WHAT YOU WILL DO »
In the entries that follow, the lines from the one with "use super::Config;" through the one with "pull. Transient pull" are the ones to write out, exactly and with both ends included. Nothing else should appear.

RECORDS TO PROCESS »
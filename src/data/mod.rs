//! Core data models for wxalert
//!
//! This module contains the forecast and location types shared by the
//! provider clients, the alert engine and the report, plus the clients that
//! produce them.

pub mod advisory;
pub mod geocode;
pub mod weather;

pub use advisory::AdvisoryClient;
pub use geocode::GeocodeClient;
pub use weather::{WeatherClient, WeatherError};

use chrono::NaiveDate;

/// One day's summarized forecast
///
/// Numeric readings are optional because the provider reports `null` for
/// values it could not compute. The alert engine refuses records with
/// missing readings instead of guessing.
#[derive(Debug, Clone, PartialEq)]
pub struct DailyForecast {
    /// Calendar date in the location's timezone
    pub date: NaiveDate,
    /// Daily maximum temperature in Celsius
    pub temp_max_c: Option<f64>,
    /// Daily minimum temperature in Celsius
    pub temp_min_c: Option<f64>,
    /// Maximum precipitation probability for the day, nominally 0-100
    pub rain_probability_pct: Option<i32>,
}

impl DailyForecast {
    /// Creates a forecast with every reading present
    pub fn new(date: NaiveDate, temp_max_c: f64, temp_min_c: f64, rain_probability_pct: i32) -> Self {
        Self {
            date,
            temp_max_c: Some(temp_max_c),
            temp_min_c: Some(temp_min_c),
            rain_probability_pct: Some(rain_probability_pct),
        }
    }
}

/// A named place resolved by the geocoder
#[derive(Debug, Clone, PartialEq)]
pub struct Place {
    pub name: String,
    pub country: Option<String>,
    pub latitude: f64,
    pub longitude: f64,
}

impl Place {
    /// Display label such as "Manila, Philippines"
    pub fn label(&self) -> String {
        match &self.country {
            Some(country) => format!("{}, {}", self.name, country),
            None => self.name.clone(),
        }
    }
}

#[cfg(test)]
mod tests {
    use super::*;

    #[test]
    fn test_place_label_with_country() {
        let place = Place {
            name: "Manila".to_string(),
            country: Some("Philippines".to_string()),
            latitude: 14.6,
            longitude: 120.98,
        };
        assert_eq!(place.label(), "Manila, Philippines");
    }

    #[test]
    fn test_place_label_without_country() {
        let place = Place {
            name: "Atlantis".to_string(),
            country: None,
            latitude: 0.0,
            longitude: 0.0,
        };
        assert_eq!(place.label(), "Atlantis");
    }
}
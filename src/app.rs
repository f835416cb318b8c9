//! Application flow for a single forecast run
//!
//! Resolves the location, loads the forecast through the expiring cache,
//! gathers advisories, evaluates today's alerts and renders the report.

use thiserror::Error;
use tracing::{info, warn};

use crate::alerts::{self, ValidationError};
use crate::cache::{Clock, ExpiringCache, FetchError, TextStore};
use crate::cli::{Location, RunConfig};
use crate::data::weather::parse_daily;
use crate::data::{AdvisoryClient, GeocodeClient, WeatherClient, WeatherError};
use crate::report::render_report;

/// Errors that end a run
#[derive(Debug, Error)]
pub enum AppError {
    /// The geocoder had no match for the city
    #[error("Location not found: {0}")]
    LocationNotFound(String),

    #[error(transparent)]
    Weather(#[from] WeatherError),

    /// Today's forecast is unusable for alerting
    #[error("Cannot evaluate alerts: {0}")]
    Validation(#[from] ValidationError),
}

/// Coordinates plus the name shown in the report title
#[derive(Debug, Clone, PartialEq)]
pub struct ResolvedLocation {
    pub latitude: f64,
    pub longitude: f64,
    pub label: String,
}

/// Holds the provider clients used during a run
#[derive(Debug, Clone, Default)]
pub struct App {
    weather: WeatherClient,
    geocoder: GeocodeClient,
    advisories: AdvisoryClient,
}

impl App {
    pub fn new() -> Self {
        Self::default()
    }

    /// Creates an App with custom clients (for testing)
    pub fn with_clients(
        weather: WeatherClient,
        geocoder: GeocodeClient,
        advisories: AdvisoryClient,
    ) -> Self {
        Self {
            weather,
            geocoder,
            advisories,
        }
    }

    /// Turns a city name or coordinate pair into coordinates and a title
    pub async fn resolve_location(&self, location: &Location) -> Result<ResolvedLocation, AppError> {
        match location {
            Location::Coordinates {
                latitude,
                longitude,
            } => Ok(ResolvedLocation {
                latitude: *latitude,
                longitude: *longitude,
                label: format!("{}, {}", latitude, longitude),
            }),
            Location::City(name) => {
                let place = self
                    .geocoder
                    .search(name)
                    .await?
                    .ok_or_else(|| AppError::LocationNotFound(name.clone()))?;
                info!(city = %name, resolved = %place.label(), "location resolved");
                Ok(ResolvedLocation {
                    latitude: place.latitude,
                    longitude: place.longitude,
                    label: place.label(),
                })
            }
        }
    }

    /// Command-line advisories followed by feed advisories
    ///
    /// A feed that cannot be fetched is logged and skipped.
    pub async fn collect_advisories(&self, config: &RunConfig) -> Vec<String> {
        let mut advisories = config.advisories.clone();

        if let Some(url) = &config.advisory_feed {
            match self
                .advisories
                .fetch(url, config.advisory_filter.as_deref())
                .await
            {
                Ok(feed) => advisories.extend(feed),
                Err(e) => warn!(%url, error = %e, "advisory feed unavailable, skipping"),
            }
        }

        advisories
    }

    /// Runs the whole flow and returns the rendered report
    pub async fn run<S: TextStore, C: Clock>(
        &self,
        config: &RunConfig,
        cache: &ExpiringCache<S, C>,
    ) -> Result<String, AppError> {
        let target = self.resolve_location(&config.location).await?;
        let key = WeatherClient::cache_key(target.latitude, target.longitude);
        let weather = &self.weather;
        let (lat, lon) = (target.latitude, target.longitude);

        // Only responses that parse get cached
        let raw = match cache
            .get_or_fetch(&key, config.cache.expiry_ms, move || async move {
                let raw = weather.fetch_daily(lat, lon).await?;
                parse_daily(&raw)?;
                Ok::<_, WeatherError>(raw)
            })
            .await
        {
            Ok(raw) => raw,
            Err(FetchError::Fetch(e)) => return Err(e.into()),
            Err(FetchError::Uncached { payload, source }) => {
                warn!(error = %source, "continuing without caching the forecast");
                payload
            }
        };

        let days = parse_daily(&raw)?;
        let today = days
            .first()
            .ok_or_else(|| WeatherError::MissingField("daily.time".to_string()))?;

        let advisories = self.collect_advisories(config).await;
        let alerts = alerts::evaluate(today, &advisories)?;
        info!(date = %today.date, count = alerts.len(), "alerts evaluated");

        Ok(render_report(&target.label, &days, &alerts))
    }
}
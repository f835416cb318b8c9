use tracing_subscriber::EnvFilter;

/// Initialize tracing output on stderr so stdout carries only the report.
///
/// `RUST_LOG` takes precedence over `default_level`.
pub fn init(default_level: &str) {
    let filter = EnvFilter::try_from_default_env()
        .or_else(|_| EnvFilter::try_new(default_level))
        .unwrap_or_else(|_| EnvFilter::new("warn"));

    // A subscriber may already be installed (e.g. by a test harness)
    let _ = tracing_subscriber::fmt()
        .with_env_filter(filter)
        .with_target(true)
        .with_writer(std::io::stderr)
        .try_init();

    tracing::debug!("Logging initialized");
}
//! Time sources for cache expiry

use std::sync::atomic::{AtomicI64, Ordering};

use chrono::Utc;

/// Source of the current time in epoch milliseconds
pub trait Clock {
    fn now_millis(&self) -> i64;
}

/// Wall clock backed by `chrono::Utc`
#[derive(Debug, Clone, Copy, Default)]
pub struct SystemClock;

impl Clock for SystemClock {
    fn now_millis(&self) -> i64 {
        Utc::now().timestamp_millis()
    }
}

/// Clock that only moves when told to
///
/// Used to drive expiry deterministically in tests.
#[derive(Debug, Default)]
pub struct ManualClock {
    now: AtomicI64,
}

impl ManualClock {
    pub fn new(start_millis: i64) -> Self {
        Self {
            now: AtomicI64::new(start_millis),
        }
    }

    pub fn set(&self, millis: i64) {
        self.now.store(millis, Ordering::SeqCst);
    }

    pub fn advance(&self, millis: i64) {
        self.now.fetch_add(millis, Ordering::SeqCst);
    }
}

impl Clock for ManualClock {
    fn now_millis(&self) -> i64 {
        self.now.load(Ordering::SeqCst)
    }
}

impl<C: Clock + ?Sized> Clock for &C {
    fn now_millis(&self) -> i64 {
        (**self).now_millis()
    }
}
//! Plain-text forecast report
//!
//! Renders today's conditions with its alerts, followed by a one-line summary
//! for each remaining day.

use crate::data::DailyForecast;

/// Width of today's rain probability bar in characters
const TODAY_BAR_WIDTH: usize = 20;
/// Width of the per-day rain bar in the outlook
const OUTLOOK_BAR_WIDTH: usize = 10;

/// Formats a temperature, or `--` when the provider had no reading
fn format_temp(value: Option<f64>) -> String {
    match value {
        Some(v) if v.is_finite() => format!("{}°C", v),
        _ => "--".to_string(),
    }
}

fn format_rain(value: Option<i32>) -> String {
    match value {
        Some(p) => format!("{}%", p),
        None => "--".to_string(),
    }
}

/// Draws a bar like `[#####-----]`, clamping the percentage to 0-100
fn rain_bar(value: Option<i32>, width: usize) -> String {
    let pct = value.unwrap_or(0).clamp(0, 100) as usize;
    let filled = pct * width / 100;
    format!("[{}{}]", "#".repeat(filled), "-".repeat(width - filled))
}

/// Render the full report
///
/// `days[0]` is treated as today; `alerts` are the messages produced for it.
pub fn render_report(title: &str, days: &[DailyForecast], alerts: &[String]) -> String {
    let mut lines = vec![format!("7-Day Forecast for {}", title), String::new()];

    if let Some(today) = days.first() {
        lines.push(format!("📅 {}", today.date));
        lines.push(format!("🌡 Max: {}", format_temp(today.temp_max_c)));
        lines.push(format!("❄ Min: {}", format_temp(today.temp_min_c)));
        lines.push("💧 Rain Probability".to_string());
        lines.push(format!(
            "{} {} chance of rain",
            rain_bar(today.rain_probability_pct, TODAY_BAR_WIDTH),
            format_rain(today.rain_probability_pct)
        ));
        lines.push(String::new());
    }

    lines.push("⚠️ Weather Alerts:".to_string());
    lines.extend(alerts.iter().map(|alert| format!("  • {}", alert)));

    if days.len() > 1 {
        lines.push(String::new());
        for day in &days[1..] {
            lines.push(format!(
                "{}  Max {:>7}  Min {:>7}  {} {} rain",
                day.date,
                format_temp(day.temp_max_c),
                format_temp(day.temp_min_c),
                rain_bar(day.rain_probability_pct, OUTLOOK_BAR_WIDTH),
                format_rain(day.rain_probability_pct)
            ));
        }
    }

    lines.join("\n")
}
//! Cache module for storing forecast responses
//!
//! This module provides an expiring key-value cache that stamps every entry
//! with its write time and treats entries older than a caller-supplied window
//! as absent. Storage and time are injected so the cache can run against the
//! filesystem in production and against memory with a manual clock in tests.

mod clock;
mod manager;
mod store;

pub use clock::{Clock, ManualClock, SystemClock};
pub use manager::{CacheError, ExpiringCache, FetchError, DEFAULT_EXPIRY_MS};
pub use store::{FileStore, MemoryStore, TextStore};
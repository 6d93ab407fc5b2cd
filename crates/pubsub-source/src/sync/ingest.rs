//! Pull loop driving the batch processor.
//!
//! One batch is in flight at a time. A shutdown signal stops the loop before
//! the next pull; a batch that is already being processed always finishes its
//! acknowledge / release calls first.

use std::sync::Arc;

use chrono::{DateTime, Utc};
use nest_sync_event_store::EventStore;
use nest_sync_pubsub::Broker;
use serde::Serialize;
use tokio::sync::broadcast;
use tokio::time::sleep;
use tracing::{debug, error, info, info_span, warn, Instrument};

use super::Config;
use crate::error::{Error, Result};
use crate::processor::{BatchProcessor, BatchReport};

/// Counters accumulated over one ingestion run.
#[derive(Debug, Clone, Default, PartialEq, Eq, Serialize)]
pub struct IngestStats {
    /// Non-empty batches processed
    pub batches: u64,
    /// Pulls that returned no messages
    pub empty_pulls: u64,
    /// Pulls that failed at the transport level
    pub pull_errors: u64,
    /// Messages the broker confirmed as acknowledged
    pub acknowledged: u64,
    /// Messages the broker confirmed as released
    pub released: u64,
    /// Batches whose acknowledge and/or release call failed
    pub disposition_errors: u64,
    /// Trait rows written, including partial writes of released messages
    pub traits_written: u64,
}

impl IngestStats {
    fn record(&mut self, report: &BatchReport) {
        self.batches += 1;
        self.acknowledged += report.acknowledged() as u64;
        self.released += report.released() as u64;
        self.traits_written += report.traits_written() as u64;
        if report.disposition_error.is_some() {
            self.disposition_errors += 1;
        }
    }
}

/// Run the ingestion loop until shutdown, deadline, or a configured stop condition.
///
/// Stop conditions:
/// - a message on `shutdown` (or its sender being dropped)
/// - `deadline` passing
/// - `config.once` after one pull cycle
/// - `config.exit_when_idle` after an empty pull
/// - `config.max_batches` non-empty batches processed
///
/// A pending shutdown signal always wins over the next pull. Transient pull
/// failures are logged and retried after `config.error_backoff_ms`; permanent
/// ones (rejected credentials, missing subscription, closed broker) end the
/// loop with [`Error::Broker`]. Disposition failures are logged and counted.
/// The broker is closed before returning.
pub async fn run_ingestion<B, S>(
    broker: Arc<B>,
    store: Arc<S>,
    config: &Config,
    deadline: Option<DateTime<Utc>>,
    mut shutdown: broadcast::Receiver<()>,
) -> Result<IngestStats>
where
    B: Broker + ?Sized,
    S: EventStore + ?Sized,
{
    config.validate()?;

    let processor = BatchProcessor::new(Arc::clone(&broker), store, config.processor_config());
    let pull_timeout = config.pull_timeout();
    let mut stats = IngestStats::default();
    let mut fatal = None;

    info!(
        "Starting ingestion: batch size {}, pull timeout {:?}",
        config.batch_size, pull_timeout
    );
    if let Some(deadline) = deadline {
        info!("Will stop at deadline: {deadline}");
    }

    loop {
        if let Some(deadline) = deadline {
            if Utc::now() >= deadline {
                info!("Deadline reached, stopping ingestion");
                break;
            }
        }
        if let Some(max) = config.max_batches {
            if stats.batches >= max {
                info!("Processed {max} batches, stopping ingestion");
                break;
            }
        }

        let pulled = tokio::select! {
            biased;
            _ = shutdown.recv() => {
                info!("Received shutdown signal, stopping before the next pull");
                break;
            }
            pulled = broker.pull(config.batch_size, pull_timeout) => pulled,
        };

        match pulled {
            Ok(batch) if batch.is_empty() => {
                stats.empty_pulls += 1;
                debug!("No messages received within {pull_timeout:?}");
                if config.exit_when_idle {
                    info!("Subscription is idle, stopping ingestion");
                    break;
                }
            }
            Ok(batch) => {
                let span = info_span!("batch", seq = stats.batches + 1, size = batch.len());
                let report = processor.process_batch(batch).instrument(span).await;
                if let Err(e) = report.disposition_result() {
                    error!("Batch disposition failed: {e}");
                }
                stats.record(&report);
            }
            Err(e) if e.is_permanent() => {
                stats.pull_errors += 1;
                error!("Pull failed permanently, stopping ingestion: {e}");
                fatal = Some(e);
                break;
            }
            Err(e) => {
                stats.pull_errors += 1;
                let backoff = config.error_backoff();
                error!("Error pulling messages: {e}. Retrying in {backoff:?}");
                tokio::select! {
                    biased;
                    _ = shutdown.recv() => {
                        info!("Received shutdown signal during backoff");
                        break;
                    }
                    _ = sleep(backoff) => {}
                }
            }
        }

        if config.once {
            break;
        }
    }

    if let Err(e) = broker.close().await {
        warn!("Failed to close broker connection: {e}");
    }

    info!(
        "Ingestion finished: {} batches, {} acknowledged, {} released, {} trait rows written, {} pull errors, {} disposition errors",
        stats.batches,
        stats.acknowledged,
        stats.released,
        stats.traits_written,
        stats.pull_errors,
        stats.disposition_errors
    );

    match fatal {
        Some(e) => Err(Error::Broker(e)),
        None => Ok(stats),
    }
}
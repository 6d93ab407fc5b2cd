//! Configuration helpers shared by the CLI commands.

mod duration;

pub use duration::parse_duration;
//! In-memory broker with the same lease semantics as a pull subscription.
//!
//! Used by the test suites and by `nest-sync replay` to drive the exact same
//! processing path as a live subscription without network access.

use std::collections::{HashMap, VecDeque};
use std::time::Duration;

use async_trait::async_trait;
use tokio::sync::{Mutex, Notify};
use tracing::debug;

use crate::broker::{Broker, ReceivedMessage};
use crate::error::{Error, Result};

#[derive(Debug, Clone)]
struct QueuedMessage {
    message_id: String,
    data: Vec<u8>,
    attributes: HashMap<String, String>,
    publish_time: Option<String>,
    delivery_attempt: u32,
}

#[derive(Debug, Default)]
struct State {
    pending: VecDeque<QueuedMessage>,
    leased: HashMap<String, QueuedMessage>,
    ack_to_message: HashMap<String, String>,
    acknowledged: Vec<String>,
    dead_lettered: Vec<String>,
    acknowledge_calls: Vec<Vec<String>>,
    release_calls: Vec<Vec<String>>,
    pull_calls: usize,
    next_ack: u64,
    next_message: u64,
    fail_next_pull: Option<String>,
    fail_next_acknowledge: Option<String>,
    fail_next_release: Option<String>,
    closed: bool,
}

/// In-memory [`Broker`].
///
/// Every delivery gets a fresh ack id. Released messages go back to the front
/// of the queue with their delivery attempt incremented; the release delay is
/// not simulated. With [`MemoryBroker::without_redelivery`], released messages
/// are parked as dead letters instead, which keeps a finite replay finite.
pub struct MemoryBroker {
    state: Mutex<State>,
    available: Notify,
    redeliver_released: bool,
}

impl Default for MemoryBroker {
    fn default() -> Self {
        Self::new()
    }
}

impl MemoryBroker {
    pub fn new() -> Self {
        Self {
            state: Mutex::new(State::default()),
            available: Notify::new(),
            redeliver_released: true,
        }
    }

    /// A broker that never redelivers released messages.
    pub fn without_redelivery() -> Self {
        Self {
            redeliver_released: false,
            ..Self::new()
        }
    }

    /// Enqueue a message and return its message id.
    pub async fn publish(&self, data: impl Into<Vec<u8>>) -> String {
        self.publish_with_attributes(data, HashMap::new()).await
    }

    pub async fn publish_with_attributes(
        &self,
        data: impl Into<Vec<u8>>,
        attributes: HashMap<String, String>,
    ) -> String {
        let mut state = self.state.lock().await;
        state.next_message += 1;
        let message_id = format!("msg-{}", state.next_message);
        state.pending.push_back(QueuedMessage {
            message_id: message_id.clone(),
            data: data.into(),
            attributes,
            publish_time: None,
            delivery_attempt: 0,
        });
        drop(state);

        self.available.notify_one();
        message_id
    }

    /// Make the next `pull` fail with a transport-like error.
    pub async fn fail_next_pull(&self, reason: impl Into<String>) {
        self.state.lock().await.fail_next_pull = Some(reason.into());
    }

    /// Make the next `acknowledge` fail; the leases stay outstanding.
    pub async fn fail_next_acknowledge(&self, reason: impl Into<String>) {
        self.state.lock().await.fail_next_acknowledge = Some(reason.into());
    }

    /// Make the next `release` fail; the leases stay outstanding.
    pub async fn fail_next_release(&self, reason: impl Into<String>) {
        self.state.lock().await.fail_next_release = Some(reason.into());
    }

    /// Message ids acknowledged so far, in acknowledgment order.
    pub async fn acknowledged(&self) -> Vec<String> {
        self.state.lock().await.acknowledged.clone()
    }

    /// Message ids released while redelivery was disabled.
    pub async fn dead_lettered(&self) -> Vec<String> {
        self.state.lock().await.dead_lettered.clone()
    }

    /// Message ids passed to each successful `acknowledge` call.
    pub async fn acknowledge_calls(&self) -> Vec<Vec<String>> {
        self.state.lock().await.acknowledge_calls.clone()
    }

    /// Message ids passed to each successful `release` call.
    pub async fn release_calls(&self) -> Vec<Vec<String>> {
        self.state.lock().await.release_calls.clone()
    }

    pub async fn pull_calls(&self) -> usize {
        self.state.lock().await.pull_calls
    }

    /// Messages waiting to be pulled.
    pub async fn pending_len(&self) -> usize {
        self.state.lock().await.pending.len()
    }

    /// Messages pulled but neither acknowledged nor released.
    pub async fn leased_len(&self) -> usize {
        self.state.lock().await.leased.len()
    }

    pub async fn is_closed(&self) -> bool {
        self.state.lock().await.closed
    }

    fn lease(state: &mut State, max_messages: usize) -> Vec<ReceivedMessage> {
        let mut received = Vec::new();
        while received.len() < max_messages {
            let Some(mut queued) = state.pending.pop_front() else {
                break;
            };
            queued.delivery_attempt += 1;
            state.next_ack += 1;
            let ack_id = format!("ack-{}", state.next_ack);

            received.push(ReceivedMessage {
                ack_id: ack_id.clone(),
                message_id: queued.message_id.clone(),
                data: queued.data.clone(),
                publish_time: queued.publish_time.clone(),
                delivery_attempt: Some(queued.delivery_attempt),
                attributes: queued.attributes.clone(),
            });
            state
                .ack_to_message
                .insert(ack_id.clone(), queued.message_id.clone());
            state.leased.insert(ack_id, queued);
        }
        received
    }

    fn message_ids(state: &State, ack_ids: &[String]) -> Vec<String> {
        ack_ids
            .iter()
            .map(|ack_id| {
                state
                    .ack_to_message
                    .get(ack_id)
                    .cloned()
                    .unwrap_or_else(|| ack_id.clone())
            })
            .collect()
    }
}

#[async_trait]
impl Broker for MemoryBroker {
    async fn pull(&self, max_messages: usize, timeout: Duration) -> Result<Vec<ReceivedMessage>> {
        {
            let mut state = self.state.lock().await;
            if state.closed {
                return Err(Error::Closed);
            }
            state.pull_calls += 1;
            if let Some(reason) = state.fail_next_pull.take() {
                return Err(Error::Injected(reason));
            }
            if !state.pending.is_empty() {
                return Ok(Self::lease(&mut state, max_messages));
            }
        }

        if tokio::time::timeout(timeout, self.available.notified())
            .await
            .is_err()
        {
            return Ok(Vec::new());
        }

        let mut state = self.state.lock().await;
        if state.closed {
            return Err(Error::Closed);
        }
        Ok(Self::lease(&mut state, max_messages))
    }

    async fn acknowledge(&self, ack_ids: &[String]) -> Result<()> {
        let mut state = self.state.lock().await;
        if state.closed {
            return Err(Error::Closed);
        }
        if let Some(reason) = state.fail_next_acknowledge.take() {
            return Err(Error::Injected(reason));
        }

        let message_ids = Self::message_ids(&state, ack_ids);
        for ack_id in ack_ids {
            state.ack_to_message.remove(ack_id);
            match state.leased.remove(ack_id) {
                Some(queued) => state.acknowledged.push(queued.message_id),
                None => debug!("Ignoring acknowledge for unknown ack id {ack_id}"),
            }
        }
        state.acknowledge_calls.push(message_ids);
        Ok(())
    }

    async fn release(&self, ack_ids: &[String], _delay: Duration) -> Result<()> {
        let mut state = self.state.lock().await;
        if state.closed {
            return Err(Error::Closed);
        }
        if let Some(reason) = state.fail_next_release.take() {
            return Err(Error::Injected(reason));
        }

        let message_ids = Self::message_ids(&state, ack_ids);
        // Reverse so the released messages keep their relative order at the queue front.
        for ack_id in ack_ids.iter().rev() {
            state.ack_to_message.remove(ack_id);
            match state.leased.remove(ack_id) {
                Some(queued) if self.redeliver_released => state.pending.push_front(queued),
                Some(queued) => state.dead_lettered.push(queued.message_id),
                None => debug!("Ignoring release for unknown ack id {ack_id}"),
            }
        }
        state.release_calls.push(message_ids);
        drop(state);

        if self.redeliver_released {
            self.available.notify_one();
        }
        Ok(())
    }

    async fn close(&self) -> Result<()> {
        self.state.lock().await.closed = true;
        self.available.notify_waiters();
        Ok(())
    }
}
//! Live ingestion from a Pub/Sub subscription.

use std::sync::Arc;

use anyhow::Context;
use chrono::{DateTime, Utc};
use nest_sync_pubsub::PubSubSubscriber;
use nest_sync_pubsub_source::{run_ingestion, setup_shutdown_handler, Config, IngestStats};

use crate::config::parse_duration;
use crate::{open_store, PubSubOpts, StoreOpts};

/// Run ingestion until Ctrl+C, the optional `run_for` deadline, or a stop condition in `config`.
pub async fn run(
    pubsub: &PubSubOpts,
    store: &StoreOpts,
    config: &Config,
    run_for: Option<&str>,
) -> anyhow::Result<IngestStats> {
    let deadline = run_for.map(deadline_after).transpose()?;

    let store = open_store(store).await?;
    tracing::info!("Storing trait events in {}", store.location());

    let subscriber = PubSubSubscriber::new(pubsub.subscriber_config()?)
        .context("Failed to create Pub/Sub subscriber")?;
    let subscription = &subscriber.config().subscription;
    subscriber
        .check_subscription(config.pull_timeout())
        .await
        .with_context(|| {
            format!(
                "Cannot reach subscription {subscription} at {}",
                subscriber.config().endpoint
            )
        })?;
    tracing::info!("Subscribing to {subscription}");

    let shutdown = setup_shutdown_handler();
    let stats = run_ingestion(Arc::new(subscriber), store, config, deadline, shutdown).await?;
    Ok(stats)
}

/// Deadline `run_for` from now, e.g. "30m" or "1d".
pub fn deadline_after(run_for: &str) -> anyhow::Result<DateTime<Utc>> {
    let duration = parse_duration(run_for)
        .with_context(|| format!("Invalid --run-for duration: {run_for}"))?;
    let duration = chrono::Duration::from_std(duration)
        .with_context(|| format!("--run-for duration out of range: {run_for}"))?;
    Utc::now()
        .checked_add_signed(duration)
        .with_context(|| format!("--run-for duration out of range: {run_for}"))
}
//! Offline replay of payload files and reading rows back out.

use std::io::Write;

use nest_sync::event_store::TraitEvent;
use nest_sync::query::write_events;
use nest_sync::replay::{read_payloads, replay};
use serde_json::json;
use tempfile::NamedTempFile;
use tokio::sync::broadcast;

use crate::common::{fast_config, payload, temp_store};

#[test]
fn test_read_payloads_skips_blank_lines() {
    let mut file = NamedTempFile::new().unwrap();
    writeln!(file, r#"{{"eventId":"e1","timestamp":"t1"}}"#).unwrap();
    writeln!(file).unwrap();
    writeln!(file, "   ").unwrap();
    writeln!(file, r#"  {{"eventId":"e2","timestamp":"t2"}}  "#).unwrap();

    let payloads = read_payloads(file.path()).unwrap();

    assert_eq!(
        payloads,
        vec![
            r#"{"eventId":"e1","timestamp":"t1"}"#.to_string(),
            r#"{"eventId":"e2","timestamp":"t2"}"#.to_string(),
        ]
    );
}

#[test]
fn test_read_payloads_missing_file() {
    let dir = tempfile::tempdir().unwrap();
    let err = read_payloads(&dir.path().join("missing.jsonl")).unwrap_err();
    assert!(err.to_string().contains("Failed to read payload file"));
}

#[tokio::test]
async fn test_replay_reports_rejected_payloads() {
    let store = temp_store().await;
    let payloads = vec![
        payload(
            "e1",
            "2025-01-01T00:00:00Z",
            json!({"Temp": {"v": 1}, "Humidity": {"v": 2}}),
        ),
        "not an event".to_string(),
        r#"{"eventId":"e3","timestamp":"2025-01-01T00:00:03Z"}"#.to_string(),
    ];

    let (_shutdown_tx, shutdown_rx) = broadcast::channel(1);
    let summary = replay(payloads, store.store.clone(), &fast_config(), shutdown_rx)
        .await
        .unwrap();

    assert_eq!(summary.published, 3);
    assert_eq!(summary.rejected, vec!["msg-2".to_string()]);
    assert_eq!(summary.stats.acknowledged, 2);
    assert_eq!(summary.stats.released, 1);
    assert_eq!(summary.stats.traits_written, 2);
    assert_eq!(store.store.count().await.unwrap(), 2);
}

#[tokio::test]
async fn test_write_events_filters_and_orders_by_time() {
    let store = temp_store().await;
    let payloads = vec![
        payload("late", "2025-01-03T00:00:00Z", json!({"A": {"v": 3}})),
        payload("early", "2025-01-01T00:00:00Z", json!({"A": {"v": 1}})),
        payload("mid", "2025-01-02T00:00:00Z", json!({"B": {"v": 2}, "A": {"v": 2}})),
    ];
    let (_shutdown_tx, shutdown_rx) = broadcast::channel(1);
    replay(payloads, store.store.clone(), &fast_config(), shutdown_rx)
        .await
        .unwrap();

    let mut out = Vec::new();
    let written = write_events(
        &store.store,
        Some("2025-01-02T00:00:00Z"),
        None,
        &mut out,
    )
    .await
    .unwrap();

    let rows: Vec<TraitEvent> = String::from_utf8(out)
        .unwrap()
        .lines()
        .map(|line| serde_json::from_str(line).unwrap())
        .collect();
    assert_eq!(written, 3);
    assert_eq!(
        rows,
        vec![
            TraitEvent::new("mid", "A", "2025-01-02T00:00:00Z", json!({"v": 2})),
            TraitEvent::new("mid", "B", "2025-01-02T00:00:00Z", json!({"v": 2})),
            TraitEvent::new("late", "A", "2025-01-03T00:00:00Z", json!({"v": 3})),
        ]
    );
}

EXPECTED ANSWER »
use super::Config;
use crate::error::{Error, Result};
use crate::processor::{BatchProcessor, BatchReport};

/// Counters accumulated over one ingestion run.
#[derive(Debug, Clone, Default, PartialEq, Eq, Serialize)]
pub struct IngestStats {
    /// Non-empty batches processed
    pub batches: u64,
    /// Pulls that returned no messages
    pub empty_pulls: u64,
    /// Pulls that failed at the transport level
    pub pull_errors: u64,
    /// Messages the broker confirmed as acknowledged
    pub acknowledged: u64,
    /// Messages the broker confirmed as released
    pub released: u64,
    /// Batches whose acknowledge and/or release call failed
    pub disposition_errors: u64,
    /// Trait rows written, including partial writes of released messages
    pub traits_written: u64,
}

impl IngestStats {
    fn record(&mut self, report: &BatchReport) {
        self.batches += 1;
        self.acknowledged += report.acknowledged() as u64;
        self.released += report.released() as u64;
        self.traits_written += report.traits_written() as u64;
        if report.disposition_error.is_some() {
            self.disposition_errors += 1;
        }
    }
}

/// Run the ingestion loop until shutdown, deadline, or a configured stop condition.
///
/// Stop conditions:
/// - a message on `shutdown` (or its sender being dropped)
/// - `deadline` passing
/// - `config.once` after one pull cycle
/// - `config.exit_when_idle` after an empty pull
/// - `config.max_batches` non-empty batches processed
///
/// A pending shutdown signal always wins over the next pull. Transient pull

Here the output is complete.